DUBLIN (Reuters) - Ryanair, Europe’s largest low-cost airline, is prepared for a fare war to break out later this year and will cut its own fares sharply to increase its market share to sustain profits, it said on Monday.
The Irish airline, Europe’s largest by passenger numbers, also reported a 43 percent increase in net profits to 1.24 billion euros (0.96 billion pounds) in the year ended March 31, in line with analysts’ forecasts.
The cuts in fares, which will be focused on the winter season, will heap further pressure on rivals who have already warned about the impact of increasing competition on fares and have trimmed some plans for increases in capacity as a result.
Ryanair’s profit growth will also slow to 13 percent in the year to end-March 2017, with its fares expected to fall by an average of 7 percent over the year and by between 10 percent and 12 percent in the winter months compared with a year ago, Chief Executive Michael O’Leary said.
“If there is a fare war in Europe, then Ryanair will be the winner,” he said in a video presentation following publication of its results. Any revision to the forecast for average fares was more likely to be down than up, he added.
The lower fares will enable Ryanair to boost its passenger numbers by 9 percent to 116 million passengers, increasing its leadership of European aviation in terms of traffic.
“This is a competitive signal to the legacy incumbents that this winter Ryanair intends to take further share,” Investec analyst Robert Murphy said.
Rivals including British Airways owner IAG, Lufthansa and Air France-KLM have warned recently about the impact of increasing competition on fares.
Lufthansa Chief Executive Carsten Spohr told reporters last week there was “too much capacity in the market.”
O’Leary also said he was more cautious than rivals about the summer period, when European airlines make almost all of their profit, saying fares in the three months to the end of September would be “flat if not slightly down.”

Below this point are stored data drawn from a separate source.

//! Handoff between a wave reader and whatever pulls blocks from it.

use crate::event::SamplePosition;
use crate::render::{MasterVolume, RenderStats, WaveReader};
use crate::Result;
use parking_lot::Mutex;
use std::sync::Arc;

/// Shared handle to a [`WaveReader`].
///
/// The real-time side only ever uses [`render_rt`](Self::render_rt), which
/// never waits: if the control side is holding the reader (e.g. seeking),
/// the block is silence. The control side uses [`with`](Self::with).
#[derive(Clone)]
pub struct ReaderHandle {
    reader: Arc<Mutex<WaveReader>>,
    stats: Arc<RenderStats>,
    volume: Arc<MasterVolume>,
}

impl ReaderHandle {
    pub fn new(reader: WaveReader) -> Self {
        let stats = Arc::clone(reader.stats());
        let volume = Arc::clone(reader.volume());
        Self {
            reader: Arc::new(Mutex::new(reader)),
            stats,
            volume,
        }
    }

    /// Fill `output` with mono frames without blocking.
    #[inline]
    pub fn render_rt(&self, output: &mut [f32]) {
        match self.reader.try_lock() {
            Some(mut reader) => reader.next_block_into(output),
            None => output.fill(0.0),
        }
    }

    /// Fill `output` with interleaved stereo frames without blocking.
    #[inline]
    pub fn render_stereo_rt(&self, output: &mut [f32]) {
        match self.reader.try_lock() {
            Some(mut reader) => reader.next_stereo_block_into(output),
            None => output.fill(0.0),
        }
    }

    /// Run `f` with exclusive access to the reader (control side, blocking).
    pub fn with<R>(&self, f: impl FnOnce(&mut WaveReader) -> R) -> R {
        f(&mut self.reader.lock())
    }

    /// Wait until no render call is in progress.
    pub fn quiesce(&self) {
        drop(self.reader.lock());
    }

    pub fn position(&self) -> SamplePosition {
        self.with(|reader| reader.position())
    }

    pub fn stats(&self) -> &Arc<RenderStats> {
        &self.stats
    }

    /// Master volume. Does not touch the reader lock.
    pub fn volume(&self) -> f32 {
        self.volume.get()
    }

    pub fn set_volume(&self, volume: f32) -> Result<()> {
        self.volume.set(volume)
    }
}

/// Manual outputter: pulls fixed-size blocks on demand.
///
/// Used for offline rendering and tests, where there is no device clock.
pub struct BlockPump {
    reader: ReaderHandle,
    block: Vec<f32>,
    stereo: bool,
}

impl BlockPump {
    /// Mono blocks of `block_size` frames.
    pub fn new(reader: ReaderHandle, block_size: usize) -> Self {
        Self {
            reader,
            block: vec![0.0; block_size.max(1)],
            stereo: false,
        }
    }

    /// Interleaved stereo blocks of `block_size` frames.
    pub fn stereo(reader: ReaderHandle, block_size: usize) -> Self {
        Self {
            reader,
            block: vec![0.0; block_size.max(1) * 2],
            stereo: true,
        }
    }

    /// Frames per block.
    pub fn block_size(&self) -> usize {
        self.block.len() / self.channels()
    }

    pub fn channels(&self) -> usize {
        if self.stereo {
            2
        } else {
            1
        }
    }

    pub fn reader(&self) -> &ReaderHandle {
        &self.reader
    }

    /// Render the next block.
    pub fn pump(&mut self) -> &[f32] {
        let block = &mut self.block;
        if self.stereo {
            self.reader.with(|reader| reader.next_stereo_block_into(block));
        } else {
            self.reader.with(|reader| reader.next_block_into(block));
        }
        &self.block
    }

    /// Render whole blocks until at least `frames` frames have been produced,
    /// handing each block to `sink`. Returns the number of frames rendered.
    pub fn run(&mut self, frames: SamplePosition, mut sink: impl FnMut(&[f32])) -> SamplePosition {
        let size = self.block_size() as SamplePosition;
        let mut rendered = 0;
        while rendered < frames {
            sink(self.pump());
            rendered += size;
        }
        rendered
    }
}

#[cfg(test)]
mod tests {
    use super::*;
    use crate::instrument::NoInstruments;
    use crate::store::{Action, MusicStore, Reducer};

    fn handle() -> (Reducer, ReaderHandle) {
        let store = Arc::new(MusicStore::new());
        let reader = WaveReader::new(Arc::clone(&store), Arc::new(NoInstruments), 44100);
        (Reducer::new(store), ReaderHandle::new(reader))
    }

    #[test]
    fn test_render_rt_is_silent_while_locked() {
        let (reducer, handle) = handle();
        reducer.apply(Action::note_on("main", 69.0, 0)).unwrap();

        let mut block = vec![1.0; 64];
        handle.with(|_reader| {
            handle.render_rt(&mut block);
        });
        assert!(block.iter().all(|&s| s == 0.0));
        assert_eq!(handle.position(), 0);

        handle.render_rt(&mut block);
        assert!(block.iter().any(|&s| s != 0.0));
        assert_eq!(handle.position(), 64);
    }

    #[test]
    fn test_block_pump_runs_whole_blocks() {
        let (_reducer, handle) = handle();
        let mut pump = BlockPump::new(handle.clone(), 100);

        let mut blocks = 0;
        let rendered = pump.run(250, |block| {
            assert_eq!(block.len(), 100);
            blocks += 1;
        });
        assert_eq!(blocks, 3);
        assert_eq!(rendered, 300);
        assert_eq!(handle.position(), 300);
        assert_eq!(handle.stats().blocks(), 3);
    }

    #[test]
    fn test_stereo_pump() {
        let (reducer, handle) = handle();
        reducer.apply(Action::note_on("main", 69.0, 0)).unwrap();
        let mut pump = BlockPump::stereo(handle.clone(), 64);
        assert_eq!(pump.block_size(), 64);
        assert_eq!(pump.channels(), 2);

        let block = pump.pump().to_vec();
        assert_eq!(block.len(), 128);
        assert!(block.chunks(2).all(|frame| frame[0] == frame[1]));
        assert_eq!(handle.position(), 64);
    }

    #[test]
    fn test_volume_is_shared_with_reader() {
        let (reducer, handle) = handle();
        reducer.apply(Action::note_on("main", 69.0, 0)).unwrap();
        handle.set_volume(0.0).unwrap();
        assert_eq!(handle.with(|reader| reader.volume().get()), 0.0);

        let mut block = vec![1.0; 32];
        handle.render_stereo_rt(&mut block);
        assert!(block.iter().all(|&s| s == 0.0));
        assert!(handle.set_volume(-1.0).is_err());
    }
}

He warned, however, that the combination of falling fares and increasing oil prices could weigh on profitability in the year to March 2018.
Ryanair described as “cautious” a forecast of a rise in profit to between 1.38 billion euros and 1.43 billion euros for the current financial year. That is short of the consensus market forecast of 1.47 billion euros according to a poll of more than 10 analysts conducted by the company.
Ryanair’s shares outperformed rivals last year as it improved its customer service without increasing fares, but its share price performance has been in line with that of the sector since the start of the year.
Ryanair shares were up 1.5 percent at 13.41 euros at 0925 GMT on Monday. On a morning that the oil price fell around 1 percent, rival easyJet’s shares were up 0.5 percent at 14.77 pounds while Lufthansa, IAG and Air France’s shares were all up between 1 and 2 percent.